We are expecting 20s Fri and Sat nights with some snow. It's been too wet to get much of anything in the ground. I've got garlic resprouting from last fall and put some onions in, they should be fine.

My other started stuff is in a friends heated greenhouse, I'm glad I didn't transplant even the frost tolerant stuff now.
@Chiefster23 most of your stuff should be O.K. except potatoes. Are the sprouts up or still under ground? If sprouted I'd try to cover them. A leaf mulch or hay/straw might protect them, throw a lumber tarp on top of that. I have large piles of leaves and pine needles I'd use if my taters were in.

Fruit trees/berries/grapes here have not blossomed out here so I'm hoping they will be O.K.


----------



## Joe (Nov 1, 2016)

@******* you make me sick man. We had a heavy frost last night and due for snow today. Maybe I should move to Mississippi. PS beautiful garden your corn has a good color.


----------



## Chiefster23 (Feb 5, 2016)

Potatoes are not up yet so I’m going to cover the ground with a couple of layers of corregated cardboard and hope for the best. The rest, I’m going to cover with a couple layers of old blankets and a cheap plastic tarp and again, hope for the best. *******, I agree fruit trees are a pain in the ass. I think I have had more bad years than good with fruit production. But I have blueberries, red raspberries, and blackberries that do good every year. We have commercial orchards one county over were I can buy fruit for my canning projects. But even at the orchards, fruit ain’t cheap. Oh well, I’ve said it before........ gardening is a life-long journey and every year brings a different challenge.


----------



## Redneck (Oct 6, 2016)

Joe said:


> @******* you make me sick man. We had a heavy frost last night and due for snow today. Maybe I should move to Mississippi. PS beautiful garden your corn has a good color.
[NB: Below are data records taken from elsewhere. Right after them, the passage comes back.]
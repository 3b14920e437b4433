// #️⃣ Content Hashing - semantic fingerprint of a canonical entity
//
// Identity = PrimaryIdentifier, Change detection = content hash.
// Timestamps and provenance are never fed in, so re-importing unchanged
// source data produces the same digest.

use sha2::{Digest, Sha256};
use std::collections::BTreeMap;

/// Field separator; cannot appear in field names.
const UNIT_SEPARATOR: u8 = 0x1f;

/// Builder over SHA-256 that tags every value with its field name and length,
/// so `("ab", "c")` and `("a", "bc")` never collide.
pub struct ContentHasher {
    hasher: Sha256,
}

impl ContentHasher {
    pub fn new(entity_type: &str) -> Self {
        let mut hasher = Sha256::new();
        hasher.update(entity_type.as_bytes());
        hasher.update([UNIT_SEPARATOR]);
        ContentHasher { hasher }
    }

    fn write(&mut self, name: &str, value: &str) {
        self.hasher.update(name.as_bytes());
        self.hasher.update([UNIT_SEPARATOR]);
        self.hasher.update((value.len() as u64).to_le_bytes());
        self.hasher.update(value.as_bytes());
    }

    /// Scalar field.
    pub fn field(mut self, name: &str, value: &str) -> Self {
        self.write(name, value);
        self
    }

    /// Optional field; `None` and `Some("")` hash differently.
    pub fn optional(mut self, name: &str, value: Option<&str>) -> Self {
        match value {
            Some(value) => self.write(name, value),
            None => self.write(&format!("{}?", name), ""),
        }
        self
    }

    /// Order-insensitive list: values are sorted before hashing.
    pub fn set<S: AsRef<str>>(mut self, name: &str, values: &[S]) -> Self {
        let mut sorted: Vec<&str> = values.iter().map(|v| v.as_ref()).collect();
        sorted.sort_unstable();
        self.write(&format!("{}#", name), &sorted.len().to_string());
        for value in sorted {
            self.write(name, value);
        }
        self
    }

    /// Order-significant list.
    pub fn sequence<S: AsRef<str>>(mut self, name: &str, values: &[S]) -> Self {
        self.write(&format!("{}#", name), &values.len().to_string());
        for value in values {
            self.write(name, value.as_ref());
        }
        self
    }

    /// Map field. `BTreeMap` iterates in key order, which keeps this stable.
    pub fn map(mut self, name: &str, values: &BTreeMap<String, String>) -> Self {
        self.write(&format!("{}#", name), &values.len().to_string());
        for (key, value) in values {
            self.write(&format!("{}.{}", name, key), value);
        }
        self
    }

    pub fn finish(self) -> String {
        format!("{:x}", self.hasher.finalize())
    }
}
// 🔀 Change Detector - Create / Update / NoOp per canonical entity
//
// Identity = PrimaryIdentifier, Change = unique_hash().
// Create stamps both timestamps with `now`. Update keeps the persisted
// CreationDateTime. NoOp produces no write at all.

use chrono::{DateTime, Utc};
use serde::{Deserialize, Serialize};

use crate::entities::{CanonicalEntity, DataSource};
use crate::error::StoreError;
use crate::store::WriteOp;

#[derive(Debug, Clone, Copy, PartialEq, Eq, Hash, PartialOrd, Ord, Serialize, Deserialize)]
pub enum ChangeKind {
    Create,
    Update,
    NoOp,
}

/// Pure classification against the persisted value (if any).
pub fn classify<E: CanonicalEntity>(persisted: Option<&E>, candidate: &E) -> ChangeKind {
    match persisted {
        None => ChangeKind::Create,
        Some(existing) if existing.unique_hash() != candidate.unique_hash() => ChangeKind::Update,
        Some(_) => ChangeKind::NoOp,
    }
}

/// Decision plus the write it requires.
#[derive(Debug, Clone, PartialEq)]
pub enum Change {
    Create(WriteOp),
    Update(WriteOp),
    NoOp,
}

impl Change {
    pub fn kind(&self) -> ChangeKind {
        match self {
            Change::Create(_) => ChangeKind::Create,
            Change::Update(_) => ChangeKind::Update,
            Change::NoOp => ChangeKind::NoOp,
        }
    }

    pub fn into_write(self) -> Option<WriteOp> {
        match self {
            Change::Create(op) | Change::Update(op) => Some(op),
            Change::NoOp => None,
        }
    }
}

/// Stamps bookkeeping for one run: every write in the run shares `now`
/// and the run's DataSource.
#[derive(Debug, Clone)]
pub struct ChangeDetector {
    datasource: DataSource,
    now: DateTime<Utc>,
}

impl ChangeDetector {
    pub fn new(datasource: DataSource, now: DateTime<Utc>) -> Self {
        ChangeDetector { datasource, now }
    }

    pub fn now(&self) -> DateTime<Utc> {
        self.now
    }

    pub fn datasource(&self) -> &DataSource {
        &self.datasource
    }

    pub fn detect<E: CanonicalEntity>(
        &self,
        persisted: Option<&E>,
        candidate: &E,
    ) -> Result<Change, StoreError> {
        match classify(persisted, candidate) {
            ChangeKind::NoOp => Ok(Change::NoOp),
            ChangeKind::Create => {
                let mut entity = candidate.clone();
                entity.set_bookkeeping(self.now, self.now, &self.datasource);
                Ok(Change::Create(WriteOp::insert(
                    entity.identifier(),
                    serde_json::to_value(&entity)?,
                    self.now,
                )))
            }
            ChangeKind::Update => {
                // Records written before creation time existed fall back to now
                let created = persisted
                    .and_then(|existing| existing.creation_datetime())
                    .unwrap_or(self.now);

                let mut entity = candidate.clone();
                entity.set_bookkeeping(created, self.now, &self.datasource);
                Ok(Change::Update(WriteOp::update(
                    entity.identifier(),
                    serde_json::to_value(&entity)?,
                    self.now,
                )))
            }
        }
    }
}

#[cfg(test)]
mod tests {
    use super::*;
    use crate::entities::Operator;
    use chrono::TimeZone;

    fn datasource() -> DataSource {
        DataSource::new("traveline-noc", "Traveline", "NOC")
    }

    fn operator(name: &str) -> Operator {
        let mut op = Operator::new("GB:NOC:ABCD", name);
        op.other_names = vec!["A".to_string(), "B".to_string()];
        op
    }

    #[test]
    fn test_missing_record_is_create() {
        let now = Utc.with_ymd_and_hms(2024, 1, 1, 0, 0, 0).unwrap();
        let detector = ChangeDetector::new(datasource(), now);

        let change = detector.detect(None, &operator("Bus Co")).unwrap();
        assert_eq!(change.kind(), ChangeKind::Create);

        let op = change.into_write().unwrap();
        let written: Operator = serde_json::from_value(op.document).unwrap();
        assert_eq!(written.creation_date_time, Some(now));
        assert_eq!(written.modification_date_time, Some(now));
        assert_eq!(written.data_source.unwrap().provider, "Traveline");
    }

    #[test]
    fn test_update_keeps_creation_time() {
        let t0 = Utc.with_ymd_and_hms(2024, 1, 1, 0, 0, 0).unwrap();
        let t1 = Utc.with_ymd_and_hms(2024, 2, 1, 0, 0, 0).unwrap();

        let mut persisted = operator("Bus Co");
        persisted.set_bookkeeping(t0, t0, &datasource());

        let detector = ChangeDetector::new(datasource(), t1);
        let change = detector.detect(Some(&persisted), &operator("Bus Company")).unwrap();
        assert_eq!(change.kind(), ChangeKind::Update);

        let written: Operator = serde_json::from_value(change.into_write().unwrap().document).unwrap();
        assert_eq!(written.creation_date_time, Some(t0));
        assert_eq!(written.modification_date_time, Some(t1));
        assert_eq!(written.primary_name, "Bus Company");
    }

    #[test]
    fn test_reordered_names_are_noop() {
        let t0 = Utc.with_ymd_and_hms(2024, 1, 1, 0, 0, 0).unwrap();
        let mut persisted = operator("Bus Co");
        persisted.set_bookkeeping(t0, t0, &datasource());

        let mut candidate = operator("Bus Co");
        candidate.other_names.reverse();

        assert_eq!(classify(Some(&persisted), &candidate), ChangeKind::NoOp);
        assert_eq!(
            ChangeDetector::new(datasource(), Utc::now())
                .detect(Some(&persisted), &candidate)
                .unwrap(),
            Change::NoOp
        );
    }
}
Will have even better color this week. After I took those pics I side dressed each row with 13-13-13 and it is raining as I type. They should love that as they are heavy feeders. Will thin them out tomorrow.


----------



## Robie (Jun 2, 2016)

Great looking garden.
That's a lot of dedication and hard work.


----------



## Elvis (Jun 22, 2018)

Prep of the Day...
Just ordered a 7" Rogue hoe. Thanks for the tip. Been looking for a heavy hoe. @*******


----------



## Redneck (Oct 6, 2016)

Elvis said:


> Prep of the Day...
> Just ordered a 7" Rogue hoe. Thanks for the tip. Been looking for a heavy hoe. @*******


Let us know what you think about it. To me, they do an amazing job. Few days ago, I was talking with a friend whom I gave one of the Rogues. He was mentioning about how easily it could weed a garden, once you got used to the weight & angle of attack. Like he said, you learn to let the weight of the blade do the work, as opposed to hacking with your muscles. All you do is lift, and let gravity do the work.

I think, as preppers, they should be indispensable. There could be a time, where there are no tractors & tillers and we have to work the land by hand. Sure with time, we could go back to an age where we have draft animals and all the associated gear, but that could take decades. With such hoes, and enough human labor, one could clear the land and build large garden tracks... and keep them weeded. Would not be even remotely possible with what they sell in hardware stores.


----------



## Chiefster23 (Feb 5, 2016)

Woke up this morning to 26 degrees and a light dusting of snow. After the sun’s up I will inspect the damages to the trees and plants. The weatherman sez lows will be 30 degrees over the next few nights. This is crazy! Global warming my ass!:vs_mad:


----------



## Mad Trapper (Feb 12, 2014)

Chiefster23 said:


> Woke up this morning to 26 degrees and a light dusting of snow. After the sun's up I will inspect the damages to the trees and plants. The weatherman sez lows will be 30 degrees over the next few nights. This is crazy! Global warming my ass!:vs_mad:


WE got 1-2" of snow where it stuck, snowing now. Temp here got down to ~28-29 oF. Like you more cold nights upcoming.

I checked fruits yesterday PM, peaches had just blossomed (worried about those), pears just getting ready, apples still tight buds. Did some research last night, 29oF will give ~10% blossom death, unless we get a few more cold nights things might not be too bad for damage.

View attachment 106085


View attachment 106087


----------



## Redneck (Oct 6, 2016)

Chiefster23 said:


> Woke up this morning to 26 degrees and a light dusting of snow. After the sun's up I will inspect the damages to the trees and plants. The weatherman sez lows will be 30 degrees over the next few nights. This is crazy!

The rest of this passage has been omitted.